## WORK ORDER
Exactness is required. Restate every entry as written.

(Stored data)
────────────────────

/// Space a box may occupy along one axis.
#[derive(Copy, Clone, Debug, PartialEq)]
pub enum AvailableSpace {
    Definite(f32),
    MinContent,
    MaxContent,
}

impl AvailableSpace {
    /// Reduce a definite amount, never below zero.
    #[inline]
    pub fn shrink(self, amount: f32) -> Self {
        match self {
            Self::Definite(value) => Self::Definite((value - amount).max(0.0)),
            other => other,
        }
    }

    #[inline]
    pub fn from_option(value: Option<f32>) -> Self {
        value.map_or(Self::MaxContent, Self::Definite)
    }
}

/// Inputs to one sizing or layout request.
#[derive(Copy, Clone, Debug, PartialEq)]
pub struct LayoutInput {
    /// Border-box sizes imposed by the parent.
    pub known: Size<Option<f32>>,
    /// Containing block used for percentages.
    pub parent: Size<Option<f32>>,
    /// Space for the border box, margins already excluded.
    pub available: Size<AvailableSpace>,
    /// When false only the size is wanted and descendants are not positioned.
    pub perform: bool,
}

const CACHE_SIZE: usize = 16;

/// Lay out a root node against its owner size.
pub(crate) fn layout_root(root: &Node, owner: Size<Option<f32>>) {
    let style = root.style();
    let margin = resolve_edges(&style.margin, owner.width);
    let fill = |owner_size: Option<f32>, edges: f32| owner_size.map(|size| (size - edges).max(0.0));
    let known = Size {
        width: style
            .width
            .resolve(owner.width)
            .is_none()
            .then(|| fill(owner.width, margin.horizontal()))
            .flatten(),
        height: style
            .height
            .resolve(owner.height)
            .is_none()
            .then(|| fill(owner.height, margin.vertical()))
            .flatten(),
    };
    let input = LayoutInput {
        known,
        parent: owner,
        available: Size {
            width: AvailableSpace::from_option(owner.width).shrink(margin.horizontal()),
            height: AvailableSpace::from_option(owner.height).shrink(margin.vertical()),
        },
        perform: true,
    };
    compute(root, input);
    set_placement(root, margin.left, margin.top, margin);
}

────────────────────

## SOLUTION FOR THIS TASK
/// Space a box may occupy along one axis.
#[derive(Copy, Clone, Debug, PartialEq)]
pub enum AvailableSpace {
    Definite(f32),
    MinContent,
    MaxContent,
}

impl AvailableSpace {
    /// Reduce a definite amount, never below zero.
    #[inline]
    pub fn shrink(self, amount: f32) -> Self {
        match self {
            Self::Definite(value) => Self::Definite((value - amount).max(0.0)),
            other => other,
        }
    }

    #[inline]
    pub fn from_option(value: Option<f32>) -> Self {
        value.map_or(Self::MaxContent, Self::Definite)
    }
}

/// Inputs to one sizing or layout request.
#[derive(Copy, Clone, Debug, PartialEq)]
pub struct LayoutInput {
    /// Border-box sizes imposed by the parent.
    pub known: Size<Option<f32>>,
    /// Containing block used for percentages.
    pub parent: Size<Option<f32>>,
    /// Space for the border box, margins already excluded.
    pub available: Size<AvailableSpace>,
    /// When false only the size is wanted and descendants are not positioned.
    pub perform: bool,
}

const CACHE_SIZE: usize = 16;

/// Lay out a root node against its owner size.
pub(crate) fn layout_root(root: &Node, owner: Size<Option<f32>>) {
    let style = root.style();
    let margin = resolve_edges(&style.margin, owner.width);
    let fill = |owner_size: Option<f32>, edges: f32| owner_size.map(|size| (size - edges).max(0.0));
    let known = Size {
        width: style
            .width
            .resolve(owner.width)
            .is_none()
            .then(|| fill(owner.width, margin.horizontal()))
            .flatten(),
        height: style
            .height
            .resolve(owner.height)
            .is_none()
            .then(|| fill(owner.height, margin.vertical()))
            .flatten(),
    };
    let input = LayoutInput {
        known,
        parent: owner,
        available: Size {
            width: AvailableSpace::from_option(owner.width).shrink(margin.horizontal()),
            height: AvailableSpace::from_option(owner.height).shrink(margin.vertical()),
        },
        perform: true,
    };
    compute(root, input);
    set_placement(root, margin.left, margin.top, margin);
}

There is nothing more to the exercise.